Gün gelip 36 yaşına gelince, eskisi kadar hızlı olamadığını düşünen aynı takımın ”hırslı” teknik direktörü tarafından artık gerek yok diyerek satılmasına karar verdi.
Kaderin cilvesi bu ya, Lampard bir iki ay içinde dönüp dolaşıp tekrar İngiltere ye geçici bir süre için kiralık olarak geliyor ve eski takımına karşı, hem de yeni takımının evindeki ilk derbi maçtında, full tribünler eşliğinde, 1-0 yenikken oyuna girip, senelerce formasını ıslattığı takıma son anlarda çok şık bir gol atarak beraberliği kurtarıyor ve belki de ileride şampiyonluğu getirecek (ya da tersten bakarsak kaybettirecek) golü atıyor!
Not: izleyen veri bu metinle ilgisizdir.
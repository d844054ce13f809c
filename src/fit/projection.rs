//! Confidence-band propagation through the fitted model.
//!
//! The band at one abscissa is `k · sqrt(gradᵀ · C · grad)` with the gradient
//! of the prediction taken against the full parameter vector (nuisance entries
//! are identically zero since they never enter the model) and `C` the fit
//! covariance. The generalized form `sqrt(Σ w_i w_j C_ij)` handles arbitrary
//! linear combinations of shape evaluations, which is how per-dataset
//! variation bands are built from the subset of shapes that apply.
//!
//! Everything here is read-only over the context, so grid evaluation is
//! parallelized; results are collected in grid order, keeping output
//! deterministic.

use nalgebra::DMatrix;
use rayon::prelude::*;

use crate::domain::{FitOutcome, ObsKind, ProjectedCurve};
use crate::fit::context::FitContext;
use crate::fit::model::ModelEvaluator;

/// Relative finite-difference step for the prediction gradient.
const FD_STEP: f64 = 1e-6;

/// Propagates the fit covariance into confidence bands for reporting.
#[derive(Clone, Copy)]
pub struct CurveProjector<'a> {
    ctx: &'a FitContext,
    evaluator: ModelEvaluator<'a>,
    outcome: &'a FitOutcome,
    /// Confidence multiplier (1 = one standard deviation).
    k: f64,
}

impl<'a> CurveProjector<'a> {
    pub fn new(ctx: &'a FitContext, outcome: &'a FitOutcome, k: f64) -> Self {
        Self {
            ctx,
            evaluator: ctx.evaluator(),
            outcome,
            k,
        }
    }

    fn fit_pars(&self) -> &[f64] {
        &self.outcome.parameters[..self.ctx.n_fit()]
    }

    /// The fitted model value for `kind` at `x`.
    pub fn value(&self, kind: ObsKind, x: f64) -> f64 {
        self.evaluator.predict(kind, x, self.fit_pars())
    }

    /// The confidence band around [`CurveProjector::value`] at `x`.
    pub fn band(&self, kind: ObsKind, x: f64) -> f64 {
        let n_fit = self.ctx.n_fit();
        let mut grad = vec![0.0; self.outcome.parameters.len()];
        let base = self.value(kind, x);
        let mut work = self.fit_pars().to_vec();
        for j in 0..n_fit {
            let h = FD_STEP * work[j].abs().max(1.0);
            let orig = work[j];
            work[j] = orig + h;
            let plus = self.evaluator.predict(kind, x, &work);
            work[j] = orig;
            grad[j] = (plus - base) / h;
        }
        self.k * quadratic_band(&self.outcome.covariance, &grad)
    }

    /// Band for an arbitrary linear combination of parameters with weights
    /// `w`: `k · sqrt(Σ_ij w_i w_j C_ij)`.
    pub fn band_from_weights(&self, weights: &[f64]) -> f64 {
        self.k * quadratic_band(&self.outcome.covariance, weights)
    }

    /// Weight vector for the shift applied to observable `kind` at `x`: the
    /// evaluations of every shape that applies to `kind`, placed at the
    /// shape's parameter index. Feeding this to
    /// [`CurveProjector::band_from_weights`] gives the variation band.
    pub fn variation_weights(&self, kind: ObsKind, x: f64) -> Vec<f64> {
        let mut w = vec![0.0; self.outcome.parameters.len()];
        for shape in self.ctx.shapes.iter().filter(|s| s.applies_to == kind) {
            w[shape.index] += (shape.form)(x) * self.ctx.settings.shape_scale;
        }
        w
    }

    /// Evaluate value and band over a reporting grid.
    pub fn project(&self, kind: ObsKind, grid: &[f64]) -> ProjectedCurve {
        let evaluated: Vec<(f64, f64)> = grid
            .par_iter()
            .map(|&x| (self.value(kind, x), self.band(kind, x)))
            .collect();
        ProjectedCurve {
            x: grid.to_vec(),
            value: evaluated.iter().map(|(v, _)| *v).collect(),
            band: evaluated.iter().map(|(_, b)| *b).collect(),
        }
    }
}

/// `sqrt(wᵀ C w)`, floored at zero against floating-point noise.
fn quadratic_band(covariance: &DMatrix<f64>, w: &[f64]) -> f64 {
    let mut sum = 0.0;
    for i in 0..w.len() {
        for j in 0..w.len() {
            sum += w[i] * w[j] * covariance[(i, j)];
        }
    }
    sum.max(0.0).sqrt()
}

/// Log-spaced reporting grid (momentum spectra are naturally log-uniform).
pub fn log_grid(min: f64, max: f64, n: usize) -> Vec<f64> {
    let n = n.max(2);
    let (lmin, lmax) = (min.ln(), max.ln());
    (0..n)
        .map(|i| {
            let u = i as f64 / (n as f64 - 1.0);
            (lmin + u * (lmax - lmin)).exp()
        })
        .collect()
}

#[cfg(test)]
mod tests {
    use super::*;
    use crate::domain::{DataPoint, Dataset, FitSettings, ShapeDef};
    use crate::math::basis;

    fn test_ctx() -> FitContext {
        let points = vec![
            DataPoint { x: 50.0, y: 1.0, sigma: 0.1 },
            DataPoint { x: 100.0, y: 1.0, sigma: 0.1 },
        ];
        FitContext::assemble(
            vec![
                Dataset::new("resp_zjet", ObsKind::Resp, points.clone(), None).unwrap(),
                Dataset::new("chf_zjet", ObsKind::Chf, points, None).unwrap(),
            ],
            vec![
                ShapeDef {
                    name: "flat".into(),
                    family: "flat".into(),
                    applies_to: ObsKind::Resp,
                    non_negative: false,
                    form: basis::constant_one,
                },
                ShapeDef {
                    name: "flat_chf".into(),
                    family: "flat".into(),
                    applies_to: ObsKind::Chf,
                    non_negative: false,
                    form: basis::constant_one,
                },
            ],
            vec![],
            None,
            FitSettings {
                shape_scale: 1.0,
                ..FitSettings::default()
            },
        )
        .unwrap()
    }

    fn outcome_with_cov(var: f64) -> FitOutcome {
        FitOutcome {
            parameters: vec![0.5],
            covariance: DMatrix::from_row_slice(1, 1, &[var]),
            chi2: 0.0,
            n_terms: 0,
        }
    }

    #[test]
    fn band_propagates_the_covariance_through_the_gradient() {
        let ctx = test_ctx();
        let outcome = outcome_with_cov(0.04);
        let projector = CurveProjector::new(&ctx, &outcome, 1.0);

        // d(1 + p)/dp = 1, so the band is sqrt(0.04) = 0.2.
        assert!((projector.value(ObsKind::Resp, 100.0) - 1.5).abs() < 1e-12);
        assert!((projector.band(ObsKind::Resp, 100.0) - 0.2).abs() < 1e-6);
    }

    #[test]
    fn confidence_multiplier_scales_the_band() {
        let ctx = test_ctx();
        let outcome = outcome_with_cov(0.04);
        let projector = CurveProjector::new(&ctx, &outcome, 2.0);
        assert!((projector.band(ObsKind::Resp, 100.0) - 0.4).abs() < 1e-6);
    }

    #[test]
    fn band_from_weights_is_the_quadratic_form() {
        let ctx = test_ctx();
        let outcome = FitOutcome {
            parameters: vec![0.0, 0.0],
            covariance: DMatrix::from_row_slice(2, 2, &[1.0, 0.5, 0.5, 2.0]),
            chi2: 0.0,
            n_terms: 0,
        };
        let projector = CurveProjector::new(&ctx, &outcome, 1.0);
        // wᵀCw with w = (1, 1): 1 + 0.5 + 0.5 + 2 = 4.
        assert!((projector.band_from_weights(&[1.0, 1.0]) - 2.0).abs() < 1e-12);
    }

    #[test]
    fn variation_weights_select_the_applicable_shapes() {
        let ctx = test_ctx();
        let outcome = outcome_with_cov(1.0);
        let projector = CurveProjector::new(&ctx, &outcome, 1.0);

        let w = projector.variation_weights(ObsKind::Chf, 100.0);
        assert_eq!(w.len(), 1);
        assert!((w[0] - 1.0).abs() < 1e-12);
    }

    #[test]
    fn project_preserves_grid_order() {
        let ctx = test_ctx();
        let outcome = outcome_with_cov(0.04);
        let projector = CurveProjector::new(&ctx, &outcome, 1.0);

        let grid = log_grid(10.0, 6500.0, 17);
        let curve = projector.project(ObsKind::Resp, &grid);
        assert_eq!(curve.x, grid);
        assert_eq!(curve.value.len(), 17);
        assert_eq!(curve.band.len(), 17);
        for v in &curve.value {
            assert!((v - 1.5).abs() < 1e-12);
        }
    }

    #[test]
    fn log_grid_hits_both_endpoints_monotonically() {
        let grid = log_grid(10.0, 6500.0, 50);
        assert!((grid[0] - 10.0).abs() < 1e-9);
        assert!((grid[49] - 6500.0).abs() < 1e-6);
        for w in grid.windows(2) {
            assert!(w[1] > w[0]);
        }
    }
}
Hadi diyelim buraya kadar herşey normaldir, olabilir. Ancak o maçın en önemli ve tarihe geçen olayı maç biter bitmez yaşandı. Lampard üstünde M. City forması ile ilk önce çok kısa bir süre kendi “yeni” taraftarını selamladı ve devamında uzun dakikalarca kendisine bağıran eski takımı Chealsea taraftarı ile bütünleşti. Chelsea tribünlerindeki efsane Lampard pankartını görünce ağlamamak için kendini zor tuttu. Uzun uzun taraftarını alkışladıktan sonra koridorun yolunu tutarken ekran başında maçı seyredenleri ağlattı.
İşte sporun güzelliği bu değil mi? !!!!
Gözünüzü kapatıp lütfen 10 saniye için konumuzun Lampard değil de Mehmet adında bir futbolcu olduğunu ve Galatasaray’dan Fenerbahçe’ye (ya da tam tersi farketmez) giden bir sporcu olduğunu düşleyin. Aynı golü Türkiye’de ilk derbide attığını ve bundan sonra maç sonunda olacakları düşünün…..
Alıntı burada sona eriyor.